[Collection entries]
use std::sync::Arc;

use crate::error::{Result, ServerError};

/// Host input operations the control plane depends on.
///
/// Implementations must be safe to call from multiple tasks; each call is a
/// single, self-contained injection.
pub trait Injector: Send + Sync {
    fn move_abs(&self, x: i32, y: i32) -> Result<()>;
    fn left_down(&self) -> Result<()>;
    fn left_up(&self) -> Result<()>;
    fn type_unicode(&self, text: &str) -> Result<()>;
    fn enter(&self) -> Result<()>;
    fn select_all(&self) -> Result<()>;
    fn delete(&self) -> Result<()>;
    fn wheel(&self, delta: i32) -> Result<()>;
    fn hwheel(&self, delta: i32) -> Result<()>;

    /// The current cursor position, when the platform can report it.
    fn cursor_pos(&self) -> Option<(i32, i32)>;

    /// Move to a point and perform a left click there.
    fn click_at(&self, x: i32, y: i32) -> Result<()> {
        self.move_abs(x, y)?;
        self.left_down()?;
        self.left_up()
    }
}

/// Build the platform injector. On platforms without OS input injection the
/// server still runs — control attempts fail with `InputUnsupported` while
/// the video pipeline stays independent.
pub fn new_injector() -> Arc<dyn Injector> {
    #[cfg(windows)]
    {
        Arc::new(platform::WinInjector)
    }
    #[cfg(not(windows))]
    {
        tracing::warn!("input injection is not supported on this platform; control actions will fail");
        Arc::new(NoopInjector)
    }
}

/// Sentinel injector for platforms without OS input support.
pub struct NoopInjector;

impl Injector for NoopInjector {
    fn move_abs(&self, _x: i32, _y: i32) -> Result<()> {
        Err(ServerError::InputUnsupported)
    }
    fn left_down(&self) -> Result<()> {
        Err(ServerError::InputUnsupported)
    }
    fn left_up(&self) -> Result<()> {
        Err(ServerError::InputUnsupported)
    }
    fn type_unicode(&self, _text: &str) -> Result<()> {
        Err(ServerError::InputUnsupported)
    }
    fn enter(&self) -> Result<()> {
        Err(ServerError::InputUnsupported)
    }
    fn select_all(&self) -> Result<()> {
        Err(ServerError::InputUnsupported)
    }
    fn delete(&self) -> Result<()> {
        Err(ServerError::InputUnsupported)
    }
    fn wheel(&self, _delta: i32) -> Result<()> {
        Err(ServerError::InputUnsupported)
    }
    fn hwheel(&self, _delta: i32) -> Result<()> {
        Err(ServerError::InputUnsupported)
    }
    fn cursor_pos(&self) -> Option<(i32, i32)> {
        None
    }
}

#[cfg(windows)]
mod platform {
    use super::Injector;
    use crate::error::{Result, ServerError};

    use windows::Win32::Foundation::POINT;
    use windows::Win32::UI::Input::KeyboardAndMouse::{
        SendInput, INPUT, INPUT_0, INPUT_KEYBOARD, INPUT_MOUSE, KEYBDINPUT, KEYBD_EVENT_FLAGS,
        KEYEVENTF_KEYUP, KEYEVENTF_UNICODE, MOUSEEVENTF_ABSOLUTE, MOUSEEVENTF_HWHEEL,
        MOUSEEVENTF_LEFTDOWN, MOUSEEVENTF_LEFTUP, MOUSEEVENTF_MOVE, MOUSEEVENTF_VIRTUALDESK,
        MOUSEEVENTF_WHEEL, MOUSEINPUT, MOUSE_EVENT_FLAGS, VIRTUAL_KEY, VK_CONTROL, VK_DELETE,
        VK_RETURN,
    };
    use windows::Win32::UI::WindowsAndMessaging::{
        GetCursorPos, GetSystemMetrics, SetCursorPos, SM_CXVIRTUALSCREEN, SM_CYVIRTUALSCREEN,
        SM_XVIRTUALSCREEN, SM_YVIRTUALSCREEN,
    };

    const VK_A: VIRTUAL_KEY = VIRTUAL_KEY(0x41);

    /// SendInput-based injector for the Windows virtual desktop.
    pub struct WinInjector;

    fn send_one(input: INPUT) -> Result<()> {
        let sent = unsafe { SendInput(&[input], std::mem::size_of::<INPUT>() as i32) };
        if sent == 1 {
            Ok(())
        } else {
            Err(ServerError::Injection("SendInput rejected the event".to_string()))
        }
    }

    fn send_mouse(flags: MOUSE_EVENT_FLAGS, dx: i32, dy: i32, data: i32) -> Result<()> {
        send_one(INPUT {
            r#type: INPUT_MOUSE,
            Anonymous: INPUT_0 {
                mi: MOUSEINPUT {
                    dx,
                    dy,
                    mouseData: data as u32,
                    dwFlags: flags,
                    time: 0,
                    dwExtraInfo: 0,
                },
            },
        })
    }

    fn send_key(vk: VIRTUAL_KEY, scan: u16, flags: KEYBD_EVENT_FLAGS) -> Result<()> {
        send_one(INPUT {
            r#type: INPUT_KEYBOARD,
            Anonymous: INPUT_0 {
                ki: KEYBDINPUT {
                    wVk: vk,
                    wScan: scan,
                    dwFlags: flags,
                    time: 0,
                    dwExtraInfo: 0,
                },
            },
        })
    }

    fn press_and_release(vk: VIRTUAL_KEY) -> Result<()> {
        send_key(vk, 0, KEYBD_EVENT_FLAGS(0))?;
        send_key(vk, 0, KEYEVENTF_KEYUP)
    }

    /// Map screen coordinates into the 0..65535 range SendInput expects for
    /// absolute motion across the virtual desktop.
    fn map_absolute(x: i32, y: i32) -> (i32, i32) {
        let vx = unsafe { GetSystemMetrics(SM_XVIRTUALSCREEN) };
        let vy = unsafe { GetSystemMetrics(SM_YVIRTUALSCREEN) };
        let vw = unsafe { GetSystemMetrics(SM_CXVIRTUALSCREEN) }.max(2);
        let vh = unsafe { GetSystemMetrics(SM_CYVIRTUALSCREEN) }.max(2);
        let dx = (i64::from(x) - i64::from(vx)) * 65_535 / i64::from(vw - 1);
        let dy = (i64::from(y) - i64::from(vy)) * 65_535 / i64::from(vh - 1);
        (dx as i32, dy as i32)
    }

    impl Injector for WinInjector {
        fn move_abs(&self, x: i32, y: i32) -> Result<()> {
            if unsafe { SetCursorPos(x, y) }.is_ok() {
                return Ok(());
            }
            let (dx, dy) = map_absolute(x, y);
            send_mouse(MOUSEEVENTF_MOVE | MOUSEEVENTF_ABSOLUTE | MOUSEEVENTF_VIRTUALDESK, dx, dy, 0)
        }

        fn left_down(&self) -> Result<()> {
            send_mouse(MOUSEEVENTF_LEFTDOWN, 0, 0, 0)
        }

        fn left_up(&self) -> Result<()> {
            send_mouse(MOUSEEVENTF_LEFTUP, 0, 0, 0)
        }

        fn type_unicode(&self, text: &str) -> Result<()> {
            for code in text.encode_utf16() {
                send_key(VIRTUAL_KEY(0), code, KEYEVENTF_UNICODE)?;
                send_key(VIRTUAL_KEY(0), code, KEYEVENTF_UNICODE | KEYEVENTF_KEYUP)?;
            }
            Ok(())
        }

        fn enter(&self) -> Result<()> {
            press_and_release(VK_RETURN)
        }

        fn select_all(&self) -> Result<()> {
            send_key(VK_CONTROL, 0, KEYBD_EVENT_FLAGS(0))?;
            let result = press_and_release(VK_A);
            // Release Ctrl even when A failed, or the host keyboard wedges.
            let ctrl_up = send_key(VK_CONTROL, 0, KEYEVENTF_KEYUP);
            result.and(ctrl_up)
        }

        fn delete(&self) -> Result<()> {
            press_and_release(VK_DELETE)
        }

        fn wheel(&self, delta: i32) -> Result<()> {
            send_mouse(MOUSEEVENTF_WHEEL, 0, 0, delta)
        }

        fn hwheel(&self, delta: i32) -> Result<()> {
            send_mouse(MOUSEEVENTF_HWHEEL, 0, 0, delta)
        }

        fn cursor_pos(&self) -> Option<(i32, i32)> {
            let mut p = POINT::default();
            if unsafe { GetCursorPos(&mut p) }.is_ok() {
                Some((p.x, p.y))
            } else {
                None
            }
        }
    }
}

#[cfg(test)]
mod tests {
    use super::*;

    #[test]
    fn noop_injector_reports_unsupported() {
        let inj = NoopInjector;
        assert!(matches!(inj.move_abs(1, 2), Err(ServerError::InputUnsupported)));
        assert!(matches!(inj.click_at(1, 2), Err(ServerError::InputUnsupported)));
        assert!(matches!(inj.wheel(120), Err(ServerError::InputUnsupported)));
        assert!(inj.cursor_pos().is_none());
    }
}
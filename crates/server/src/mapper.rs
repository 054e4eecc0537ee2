use deskslice_protocol::{Calibration, Monitor, Rect};

use crate::error::{Result, ServerError};

pub fn clamp01(v: f64) -> f64 {
    v.clamp(0.0, 1.0)
}

/// Map a normalized coordinate onto a pixel span, landing on `span - 1` at
/// the far edge so the result is always a valid pixel.
fn norm_to_pixels(norm: f64, span: i32) -> i32 {
    if span <= 1 {
        return 0;
    }
    (norm * f64::from(span - 1)).round() as i32
}

/// Presetup mode: map normalized coordinates onto the selected monitor.
pub fn norm_to_abs_presetup(xn: f64, yn: f64, monitor: &Monitor) -> (i32, i32) {
    let xn = clamp01(xn);
    let yn = clamp01(yn);
    (
        monitor.x + norm_to_pixels(xn, monitor.w),
        monitor.y + norm_to_pixels(yn, monitor.h),
    )
}

/// Run mode: map normalized coordinates onto the plugin rectangle
/// (already translated to virtual-desktop coordinates).
pub fn norm_to_abs_run(xn: f64, yn: f64, plugin: Rect) -> (i32, i32) {
    let xn = clamp01(xn);
    let yn = clamp01(yn);
    (
        plugin.x + norm_to_pixels(xn, plugin.w),
        plugin.y + norm_to_pixels(yn, plugin.h),
    )
}

/// Clamp a point into `[x, x+w-1] × [y, y+h-1]`. Degenerate rectangles leave
/// the point untouched.
pub fn clamp_point_to_rect(rect: Rect, x: i32, y: i32) -> (i32, i32) {
    let rect = rect.normalize();
    if rect.w <= 0 || rect.h <= 0 {
        return (x, y);
    }
    (
        x.clamp(rect.x, rect.x + rect.w - 1),
        y.clamp(rect.y, rect.y + rect.h - 1),
    )
}

pub fn rect_center(rect: Rect) -> (i32, i32) {
    let rect = rect.normalize();
    (rect.x + rect.w / 2, rect.y + rect.h / 2)
}

/// The calibrated plugin rectangle in virtual-desktop coordinates: the stored
/// monitor-relative rect translated by the origin of the monitor it was
/// calibrated on (falling back to the session's current monitor when the
/// calibration predates monitor tracking).
pub fn plugin_abs_virtual(
    calib: &Calibration,
    monitors: &[Monitor],
    session_monitor: i32,
) -> Result<Rect> {
    let index = if calib.monitor_index > 0 {
        calib.monitor_index
    } else {
        session_monitor
    };
    let monitor =
        Monitor::by_index(monitors, index).ok_or(ServerError::MonitorNotFound(index))?;
    let mut plugin = calib.plugin_abs.normalize();
    plugin.x += monitor.x;
    plugin.y += monitor.y;
    Ok(plugin)
}

/// Translate the chat rectangle (relative to the plugin) into virtual-desktop
/// coordinates.
pub fn chat_rect_abs(plugin_abs: Rect, chat_rel: Rect) -> Rect {
    let plugin = plugin_abs.normalize();
    let chat = chat_rel.normalize();
    Rect::new(plugin.x + chat.x, plugin.y + chat.y, chat.w, chat.h)
}

#[cfg(test)]
mod tests {
    use super::*;

    fn monitor() -> Monitor {
        Monitor { index: 1, x: 100, y: 200, w: 300, h: 400, primary: true }
    }

    #[test]
    fn presetup_maps_corners_and_center() {
        let m = monitor();
        assert_eq!(norm_to_abs_presetup(0.0, 0.0, &m), (100, 200));
        assert_eq!(norm_to_abs_presetup(0.5, 0.5, &m), (250, 400));
        assert_eq!(norm_to_abs_presetup(1.0, 1.0, &m), (399, 599));
    }

    #[test]
    fn presetup_clamps_out_of_range_inputs() {
        let m = monitor();
        assert_eq!(norm_to_abs_presetup(-1.0, 2.0, &m), (100, 599));
    }

    #[test]
    fn run_maps_onto_the_plugin_rect() {
        let r = Rect::new(10, 20, 30, 40);
        assert_eq!(norm_to_abs_run(0.0, 0.0, r), (10, 20));
        assert_eq!(norm_to_abs_run(0.5, 0.5, r), (25, 40));
        assert_eq!(norm_to_abs_run(1.0, 1.0, r), (39, 59));
        assert_eq!(norm_to_abs_run(-1.0, 2.0, r), (10, 59));
    }

    #[test]
    fn degenerate_spans_map_to_the_origin() {
        let r = Rect::new(10, 20, 1, 0);
        assert_eq!(norm_to_abs_run(1.0, 1.0, r), (10, 20));
    }

    #[test]
    fn clamp_point_respects_the_cage_bounds() {
        let r = Rect::new(10, 20, 30, 40);
        assert_eq!(clamp_point_to_rect(r, -5, 999), (10, 59));
        assert_eq!(clamp_point_to_rect(r, 15, 25), (15, 25));
        assert_eq!(clamp_point_to_rect(r, 39, 59), (39, 59));
        assert_eq!(clamp_point_to_rect(r, 40, 60), (39, 59));
    }

    #[test]
    fn clamp_point_ignores_zero_area_rects() {
        assert_eq!(clamp_point_to_rect(Rect::default(), 7, 9), (7, 9));
    }

    #[test]
    fn center_normalizes_first() {
        assert_eq!(rect_center(Rect::new(100, 200, 300, 400)), (250, 400));
        assert_eq!(rect_center(Rect::new(400, 600, -300, -400)), (250, 400));
    }

    #[test]
    fn plugin_abs_virtual_translates_by_monitor_origin() {
        let monitors = vec![
            Monitor { index: 1, x: 0, y: 0, w: 1920, h: 1080, primary: true },
            Monitor { index: 2, x: 1920, y: 0, w: 1920, h: 1080, primary: false },
        ];
        let calib = Calibration {
            monitor_index: 2,
            plugin_abs: Rect::new(100, 200, 300, 400),
            ..Default::default()
        };
        let r = plugin_abs_virtual(&calib, &monitors, 1).unwrap();
        assert_eq!(r, Rect::new(2020, 200, 300, 400));
    }

    #[test]
    fn plugin_abs_virtual_falls_back_to_session_monitor() {
        let monitors = vec![Monitor { index: 1, x: 50, y: 60, w: 800, h: 600, primary: true }];
        let calib = Calibration {
            monitor_index: 0,
            plugin_abs: Rect::new(10, 20, 100, 100),
            ..Default::default()
        };
        let r = plugin_abs_virtual(&calib, &monitors, 1).unwrap();
        assert_eq!(r, Rect::new(60, 80, 100, 100));

        let err = plugin_abs_virtual(&calib, &monitors, 9).unwrap_err();
        assert!(matches!(err, ServerError::MonitorNotFound(9)));
    }

    #[test]
    fn chat_rect_translates_relative_offsets() {
        let plugin = Rect::new(100, 200, 300, 400);
        let chat = Rect::new(10, 350, 280, 40);
        assert_eq!(chat_rect_abs(plugin, chat), Rect::new(110, 550, 280, 40));
    }
}
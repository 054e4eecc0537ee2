use std::io::ErrorKind;
use std::path::Path;

use anyhow::{Context, Result};
use deskslice_protocol::Calibration;

/// Read calibration data from disk. A missing file yields the zero value.
pub fn load(path: &Path) -> Result<Calibration> {
    let data = match std::fs::read(path) {
        Ok(data) => data,
        Err(e) if e.kind() == ErrorKind::NotFound => return Ok(Calibration::default()),
        Err(e) => return Err(e).with_context(|| format!("reading {}", path.display())),
    };
    serde_json::from_slice(&data).with_context(|| format!("parsing {}", path.display()))
}

/// Persist calibration data, creating parent directories as needed.
///
/// The file is written to a sibling temp path and renamed into place so a
/// crash mid-write never leaves a truncated calibration behind.
pub fn save(path: &Path, calib: &Calibration) -> Result<()> {
    if let Some(parent) = path.parent() {
        if !parent.as_os_str().is_empty() {
            create_dir_all(parent)
                .with_context(|| format!("creating {}", parent.display()))?;
        }
    }

    let data = serde_json::to_vec_pretty(calib).context("encoding calibration")?;
    let tmp = path.with_extension("json.tmp");
    write_private(&tmp, &data).with_context(|| format!("writing {}", tmp.display()))?;
    std::fs::rename(&tmp, path)
        .with_context(|| format!("renaming {} into place", tmp.display()))?;
    Ok(())
}

#[cfg(unix)]
fn create_dir_all(path: &Path) -> std::io::Result<()> {
    use std::os::unix::fs::DirBuilderExt;
    std::fs::DirBuilder::new().recursive(true).mode(0o755).create(path)
}

#[cfg(not(unix))]
fn create_dir_all(path: &Path) -> std::io::Result<()> {
    std::fs::create_dir_all(path)
}

#[cfg(unix)]
fn write_private(path: &Path, data: &[u8]) -> std::io::Result<()> {
    use std::io::Write;
    use std::os::unix::fs::OpenOptionsExt;
    let mut f = std::fs::OpenOptions::new()
        .write(true)
        .create(true)
        .truncate(true)
        .mode(0o600)
        .open(path)?;
    f.write_all(data)?;
    f.sync_all()
}

#[cfg(not(unix))]
fn write_private(path: &Path, data: &[u8]) -> std::io::Result<()> {
    std::fs::write(path, data)
}
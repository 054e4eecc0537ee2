use std::process::Stdio;

use deskslice_protocol::{Mode, Monitor, Rect};
use tokio::process::{Child, Command};
use tokio::sync::Mutex;
use tokio::time::{sleep, timeout, Duration};
use tracing::{info, warn};

use crate::error::{Result, ServerError};
use crate::presets::{self, EncoderOptions};

/// How long a freshly spawned encoder must survive before it counts as
/// started. Capture-driver failures (missing d3d11, protected content) show
/// up as an immediate exit.
const EARLY_EXIT_WINDOW: Duration = Duration::from_millis(700);
const START_ATTEMPTS: u32 = 3;
const INITIAL_BACKOFF: Duration = Duration::from_millis(500);

/// The generic capture driver every Windows build of ffmpeg ships with.
pub const FALLBACK_DRIVER: &str = "gdigrab";

/// Supervises the external ffmpeg encoder process. At most one encoder is
/// alive at a time; the pipeline controller owns the handle.
#[derive(Debug, Default)]
pub struct EncoderRunner {
    child: Mutex<Option<Child>>,
}

impl EncoderRunner {
    pub fn new() -> Self {
        Self::default()
    }

    /// Launch the encoder targeting an RTP port, replacing any running one.
    ///
    /// Returns once the process has survived the observation window. On an
    /// early exit the supervisor retries with the fallback capture driver,
    /// and the whole sequence retries up to three times with exponential
    /// backoff starting at 500 ms.
    pub async fn start_on_port(
        &self,
        mode: Mode,
        monitor: &Monitor,
        plugin: Rect,
        opts: &EncoderOptions,
        port: u16,
    ) -> Result<()> {
        let primary = presets::build_rtp_args(mode, monitor, plugin, opts, port, &opts.capture_driver);
        let fallback = presets::build_rtp_args(mode, monitor, plugin, opts, port, FALLBACK_DRIVER);
        info!(
            mode = mode.as_str(),
            port,
            command = %format!("{} {}", opts.ffmpeg_path, primary.join(" ")),
            "starting encoder"
        );

        let mut guard = self.child.lock().await;
        stop_child(&mut guard).await;

        let mut backoff = INITIAL_BACKOFF;
        let mut last_err = ServerError::EncoderStart("no start attempt made".to_string());
        for attempt in 1..=START_ATTEMPTS {
            match start_with_fallback(&opts.ffmpeg_path, &primary, &fallback).await {
                Ok(child) => {
                    *guard = Some(child);
                    return Ok(());
                }
                Err(e) => {
                    warn!(attempt, "encoder start failed: {e}");
                    last_err = e;
                    if attempt < START_ATTEMPTS {
                        sleep(backoff).await;
                        backoff *= 2;
                    }
                }
            }
        }
        Err(last_err)
    }

    /// Kill the encoder and wait for it to exit. Idempotent.
    pub async fn stop(&self) {
        let mut guard = self.child.lock().await;
        stop_child(&mut guard).await;
    }
}

async fn stop_child(slot: &mut Option<Child>) {
    if let Some(mut child) = slot.take() {
        let _ = child.start_kill();
        let _ = child.wait().await;
    }
}

/// Spawn with the primary arguments; if the process dies inside the
/// observation window, try once more with the fallback capture driver.
async fn start_with_fallback(path: &str, primary: &[String], fallback: &[String]) -> Result<Child> {
    if let Some(child) = observe(spawn_encoder(path, primary)?).await? {
        return Ok(child);
    }
    warn!(
        command = %format!("{} {}", path, fallback.join(" ")),
        "encoder exited early, retrying with fallback capture driver"
    );
    match observe(spawn_encoder(path, fallback)?).await? {
        Some(child) => Ok(child),
        None => Err(ServerError::EncoderStart(
            "ffmpeg exited during the observation window".to_string(),
        )),
    }
}

fn spawn_encoder(path: &str, args: &[String]) -> Result<Child> {
    Command::new(path)
        .args(args)
        .stdin(Stdio::null())
        .kill_on_drop(true)
        .spawn()
        .map_err(|e| ServerError::EncoderStart(format!("spawning {path}: {e}")))
}

/// Watch a fresh child for the observation window. `Some(child)` means it is
/// still running; `None` means it exited early.
async fn observe(mut child: Child) -> Result<Option<Child>> {
    match timeout(EARLY_EXIT_WINDOW, child.wait()).await {
        Err(_elapsed) => Ok(Some(child)),
        Ok(Ok(status)) => {
            warn!(%status, "ffmpeg exited early");
            Ok(None)
        }
        Ok(Err(e)) => Err(ServerError::EncoderStart(format!("waiting on ffmpeg: {e}"))),
    }
}

/// Reserve a loopback UDP port by binding to port 0 and releasing it.
pub fn allocate_rtp_port() -> Result<u16> {
    let socket = std::net::UdpSocket::bind(("127.0.0.1", 0)).map_err(ServerError::PortAlloc)?;
    let port = socket.local_addr().map_err(ServerError::PortAlloc)?.port();
    drop(socket);
    Ok(port)
}
use std::time::{Duration, Instant};

use deskslice_protocol::Rect;

use crate::mapper;

/// Drop drag moves arriving faster than the host can usefully consume them.
const MIN_MOVE_INTERVAL: Duration = Duration::from_millis(16);
/// Drop drag moves smaller than this in both axes (L∞).
const MIN_MOVE_DELTA: i32 = 2;

/// A host input operation produced by the gesture layer, applied in order
/// through the injector.
#[derive(Debug, Clone, PartialEq, Eq)]
pub enum Action {
    Move { x: i32, y: i32 },
    LeftDown { x: i32, y: i32 },
    LeftUp,
    Click { x: i32, y: i32 },
    Type(String),
    Enter,
}

/// Run-mode drag state machine.
///
/// A pointer that goes down inside the scroll region owns a drag until it
/// lifts; other pointers' moves and ups are dropped meanwhile. Everything is
/// dropped while input is disabled.
#[derive(Debug, Default)]
pub struct GestureState {
    drag_active: bool,
    drag_pointer: i32,
    last_move_at: Option<Instant>,
    last_x: i32,
    last_y: i32,
}

impl GestureState {
    pub fn new() -> Self {
        Self::default()
    }

    /// Pointer down: inside the scroll region starts a drag (left button
    /// press), anywhere else is a plain click.
    pub fn handle_down(
        &mut self,
        input_enabled: bool,
        pointer: i32,
        abs_x: i32,
        abs_y: i32,
        plugin: Rect,
        scroll_rel: Rect,
        now: Instant,
    ) -> Vec<Action> {
        if !input_enabled {
            return Vec::new();
        }

        let plugin = plugin.normalize();
        let scroll = scroll_rel.normalize();
        let rel_x = abs_x - plugin.x;
        let rel_y = abs_y - plugin.y;

        if scroll.contains(rel_x, rel_y) {
            self.drag_active = true;
            self.drag_pointer = pointer;
            self.last_move_at = Some(now);
            self.last_x = abs_x;
            self.last_y = abs_y;
            return vec![Action::LeftDown { x: abs_x, y: abs_y }];
        }

        self.drag_active = false;
        vec![Action::Click { x: abs_x, y: abs_y }]
    }

    /// Pointer move: only forwarded while the same pointer drags, and only
    /// past the rate and distance thresholds.
    pub fn handle_move(
        &mut self,
        input_enabled: bool,
        pointer: i32,
        abs_x: i32,
        abs_y: i32,
        now: Instant,
    ) -> Vec<Action> {
        if !input_enabled || !self.drag_active || self.drag_pointer != pointer {
            return Vec::new();
        }

        if let Some(last) = self.last_move_at {
            if now.duration_since(last) < MIN_MOVE_INTERVAL {
                return Vec::new();
            }
        }
        if (abs_x - self.last_x).abs() < MIN_MOVE_DELTA
            && (abs_y - self.last_y).abs() < MIN_MOVE_DELTA
        {
            return Vec::new();
        }

        self.last_move_at = Some(now);
        self.last_x = abs_x;
        self.last_y = abs_y;
        vec![Action::Move { x: abs_x, y: abs_y }]
    }

    /// Pointer up: ends the drag with a left-button release.
    pub fn handle_up(&mut self, input_enabled: bool, pointer: i32) -> Vec<Action> {
        if !input_enabled || !self.drag_active || self.drag_pointer != pointer {
            return Vec::new();
        }
        self.drag_active = false;
        vec![Action::LeftUp]
    }
}

/// Click the chat input, then type the text.
pub fn actions_for_type(input_enabled: bool, text: &str, chat_abs: Rect) -> Vec<Action> {
    if !input_enabled || text.is_empty() {
        return Vec::new();
    }
    let (x, y) = mapper::rect_center(chat_abs);
    vec![Action::Click { x, y }, Action::Type(text.to_string())]
}

/// Click the chat input, then press Enter.
pub fn actions_for_enter(input_enabled: bool, chat_abs: Rect) -> Vec<Action> {
    if !input_enabled {
        return Vec::new();
    }
    let (x, y) = mapper::rect_center(chat_abs);
    vec![Action::Click { x, y }, Action::Enter]
}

# Assignment:
For each line in the data that contains the string "GestureState", give a copy of that line.

# Answer to the exercise:
pub struct GestureState {
impl GestureState {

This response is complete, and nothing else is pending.